MATERIAL FOR THIS EXERCISE below:
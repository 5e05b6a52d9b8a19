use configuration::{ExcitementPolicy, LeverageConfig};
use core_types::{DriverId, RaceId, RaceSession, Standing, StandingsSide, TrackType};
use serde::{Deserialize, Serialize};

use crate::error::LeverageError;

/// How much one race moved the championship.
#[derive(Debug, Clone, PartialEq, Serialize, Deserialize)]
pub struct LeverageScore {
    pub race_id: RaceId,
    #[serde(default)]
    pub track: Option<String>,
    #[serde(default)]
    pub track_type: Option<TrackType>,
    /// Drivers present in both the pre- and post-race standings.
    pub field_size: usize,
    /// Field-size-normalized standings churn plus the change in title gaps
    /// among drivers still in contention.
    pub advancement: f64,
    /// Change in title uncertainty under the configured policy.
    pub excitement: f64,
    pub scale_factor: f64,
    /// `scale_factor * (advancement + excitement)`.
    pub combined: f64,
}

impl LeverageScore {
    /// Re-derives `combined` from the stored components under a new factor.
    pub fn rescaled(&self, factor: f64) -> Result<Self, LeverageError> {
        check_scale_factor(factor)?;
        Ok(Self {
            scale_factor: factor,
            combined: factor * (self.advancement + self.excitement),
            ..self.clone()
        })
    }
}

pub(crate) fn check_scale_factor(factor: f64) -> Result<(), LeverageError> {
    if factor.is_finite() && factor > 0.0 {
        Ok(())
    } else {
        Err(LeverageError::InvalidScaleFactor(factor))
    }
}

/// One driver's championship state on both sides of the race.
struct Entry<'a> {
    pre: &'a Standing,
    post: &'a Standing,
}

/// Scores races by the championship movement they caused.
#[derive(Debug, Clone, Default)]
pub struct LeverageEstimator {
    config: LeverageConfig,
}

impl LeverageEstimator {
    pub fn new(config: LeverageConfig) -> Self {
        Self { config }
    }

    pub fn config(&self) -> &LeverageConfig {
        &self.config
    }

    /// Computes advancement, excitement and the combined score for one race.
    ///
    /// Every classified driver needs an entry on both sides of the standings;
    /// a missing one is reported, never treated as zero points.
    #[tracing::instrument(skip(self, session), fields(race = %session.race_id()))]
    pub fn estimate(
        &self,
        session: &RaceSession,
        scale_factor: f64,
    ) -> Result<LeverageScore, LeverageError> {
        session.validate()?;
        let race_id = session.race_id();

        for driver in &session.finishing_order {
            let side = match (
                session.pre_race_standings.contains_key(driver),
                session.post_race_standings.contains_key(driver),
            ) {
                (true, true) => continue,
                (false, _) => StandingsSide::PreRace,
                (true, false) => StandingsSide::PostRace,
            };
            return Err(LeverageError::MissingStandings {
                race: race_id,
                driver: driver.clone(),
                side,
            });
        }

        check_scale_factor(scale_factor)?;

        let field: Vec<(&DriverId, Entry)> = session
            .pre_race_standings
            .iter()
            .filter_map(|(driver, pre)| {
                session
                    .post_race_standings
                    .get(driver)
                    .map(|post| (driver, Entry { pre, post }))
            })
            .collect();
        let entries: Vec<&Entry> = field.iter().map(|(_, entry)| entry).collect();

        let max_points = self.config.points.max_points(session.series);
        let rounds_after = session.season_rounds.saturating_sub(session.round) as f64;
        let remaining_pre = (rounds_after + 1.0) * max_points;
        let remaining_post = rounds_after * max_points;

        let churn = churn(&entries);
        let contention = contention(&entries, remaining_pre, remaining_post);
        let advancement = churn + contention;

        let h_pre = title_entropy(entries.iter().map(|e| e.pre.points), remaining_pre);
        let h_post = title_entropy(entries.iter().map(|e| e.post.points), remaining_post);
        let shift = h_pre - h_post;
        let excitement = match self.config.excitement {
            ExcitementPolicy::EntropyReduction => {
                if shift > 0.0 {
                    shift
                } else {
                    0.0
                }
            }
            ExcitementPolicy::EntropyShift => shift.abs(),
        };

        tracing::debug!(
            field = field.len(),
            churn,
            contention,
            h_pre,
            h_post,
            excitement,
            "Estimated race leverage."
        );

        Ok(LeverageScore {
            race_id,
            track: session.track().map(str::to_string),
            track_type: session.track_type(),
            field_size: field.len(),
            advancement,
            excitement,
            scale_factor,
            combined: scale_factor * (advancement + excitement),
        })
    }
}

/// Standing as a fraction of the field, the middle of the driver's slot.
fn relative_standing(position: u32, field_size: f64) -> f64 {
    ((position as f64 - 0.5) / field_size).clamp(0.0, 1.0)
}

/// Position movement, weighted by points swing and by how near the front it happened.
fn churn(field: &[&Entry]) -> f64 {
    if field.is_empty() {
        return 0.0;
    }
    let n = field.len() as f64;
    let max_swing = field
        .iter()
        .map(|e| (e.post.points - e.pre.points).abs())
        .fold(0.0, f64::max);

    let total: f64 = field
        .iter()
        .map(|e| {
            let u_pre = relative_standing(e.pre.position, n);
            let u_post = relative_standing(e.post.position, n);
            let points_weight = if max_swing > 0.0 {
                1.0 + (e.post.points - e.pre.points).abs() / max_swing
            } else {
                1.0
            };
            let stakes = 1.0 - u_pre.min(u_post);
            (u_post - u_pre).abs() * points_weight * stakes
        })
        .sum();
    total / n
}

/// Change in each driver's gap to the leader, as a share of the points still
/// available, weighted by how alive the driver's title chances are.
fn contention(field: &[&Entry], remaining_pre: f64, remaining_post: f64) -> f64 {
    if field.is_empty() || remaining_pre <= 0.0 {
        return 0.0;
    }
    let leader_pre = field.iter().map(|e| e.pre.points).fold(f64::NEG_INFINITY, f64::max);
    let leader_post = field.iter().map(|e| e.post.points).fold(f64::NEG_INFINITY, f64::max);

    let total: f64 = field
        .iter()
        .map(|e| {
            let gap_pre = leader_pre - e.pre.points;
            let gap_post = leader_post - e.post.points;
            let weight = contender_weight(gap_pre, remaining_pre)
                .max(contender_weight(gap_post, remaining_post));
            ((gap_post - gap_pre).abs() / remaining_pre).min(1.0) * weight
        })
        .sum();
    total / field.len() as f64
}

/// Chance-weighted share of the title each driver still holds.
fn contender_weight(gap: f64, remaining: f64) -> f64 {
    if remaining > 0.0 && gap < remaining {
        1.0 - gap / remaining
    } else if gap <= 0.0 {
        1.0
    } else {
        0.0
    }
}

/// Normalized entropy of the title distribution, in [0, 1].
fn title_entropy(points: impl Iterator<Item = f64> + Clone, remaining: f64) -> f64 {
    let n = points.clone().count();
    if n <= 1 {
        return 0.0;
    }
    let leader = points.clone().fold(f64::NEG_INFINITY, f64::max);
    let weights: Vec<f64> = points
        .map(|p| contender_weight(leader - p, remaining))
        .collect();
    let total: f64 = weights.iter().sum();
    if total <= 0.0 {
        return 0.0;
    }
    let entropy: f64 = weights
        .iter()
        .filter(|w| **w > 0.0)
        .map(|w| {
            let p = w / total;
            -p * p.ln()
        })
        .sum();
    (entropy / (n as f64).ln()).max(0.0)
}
End of MATERIAL FOR THIS EXERCISE.
# WORK INSTRUCTIONS:
Retype word for word the lines running from the line containing "let total: f64 = weights.iter().sum();" to the end of the listing, and only those.

# TASK OUTPUT:
    let total: f64 = weights.iter().sum();
    if total <= 0.0 {
        return 0.0;
    }
    let entropy: f64 = weights
        .iter()
        .filter(|w| **w > 0.0)
        .map(|w| {
            let p = w / total;
            -p * p.ln()
        })
        .sum();
    (entropy / (n as f64).ln()).max(0.0)
}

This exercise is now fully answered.